*TASK TO CARRY OUT:* From the records below, pull each line that has "queries".

━━━ SUPPLIED DATA ━━━

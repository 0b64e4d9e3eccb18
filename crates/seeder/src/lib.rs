//! Database fixture bootstrap pipeline.
//!
//! Sequences the whole seeding run against a [`DocumentStore`]: drop
//! and recreate the database, sync the on-disk views, generate
//! customers, select a subset through two view queries and generate
//! their visits, then compute the final observations through four more
//! queries.
//!
//! [`DocumentStore`]: doc_store::DocumentStore

pub mod config;
pub mod error;
pub mod pipeline;
pub mod report;

pub use config::Config;
pub use error::{Result, SeederError};
pub use pipeline::{LatestVisit, Observations, SeedSummary, Seeder};
pub use report::summary_lines;
use common::DocumentId;
use serde::{Deserialize, Serialize};
use serde_json::Value;

/// A single row returned by a view query.
///
/// Map rows carry the emitting document's id; reduce rows do not. The
/// `doc` field is populated only when the query asked for
/// `include_docs`, and holds the linked document when the row's value
/// names one via `_id`.
#[derive(Debug, Clone, PartialEq, Serialize, Deserialize)]
pub struct ViewRow {
    #[serde(default, skip_serializing_if = "Option::is_none")]
    pub id: Option<DocumentId>,

    pub key: Value,

    pub value: Value,

    #[serde(default, skip_serializing_if = "Option::is_none")]
    pub doc: Option<Value>,
}

impl ViewRow {
    /// Creates a map row for the given document.
    pub fn emitted(id: impl Into<DocumentId>, key: Value, value: Value) -> Self {
        Self {
            id: Some(id.into()),
            key,
            value,
            doc: None,
        }
    }

    /// Creates a reduce row, which carries no document id.
    pub fn reduced(key: Value, value: Value) -> Self {
        Self {
            id: None,
            key,
            value,
            doc: None,
        }
    }
}
use std::path::PathBuf;

use thiserror::Error;

/// Errors that can occur while loading word-list fixtures.
#[derive(Debug, Error)]
pub enum FixtureError {
    /// A word-list file is not there.
    #[error("missing word list fixture at {path}")]
    MissingFixtureFile { path: PathBuf },

    /// A word-list file exists but could not be read.
    #[error("failed to read word list {path}: {source}")]
    Io {
        path: PathBuf,
        #[source]
        source: std::io::Error,
    },

    /// A word-list file has no usable entries, so uniform choice from
    /// it is undefined.
    #[error("word list {path} is empty")]
    EmptyWordList { path: PathBuf },
}

/// Result type for fixture operations.
pub type Result<T> = std::result::Result<T, FixtureError>;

━━━

*OUTPUT OF THE EXERCISE:*
//! customers, select a subset through two view queries and generate
//! queries.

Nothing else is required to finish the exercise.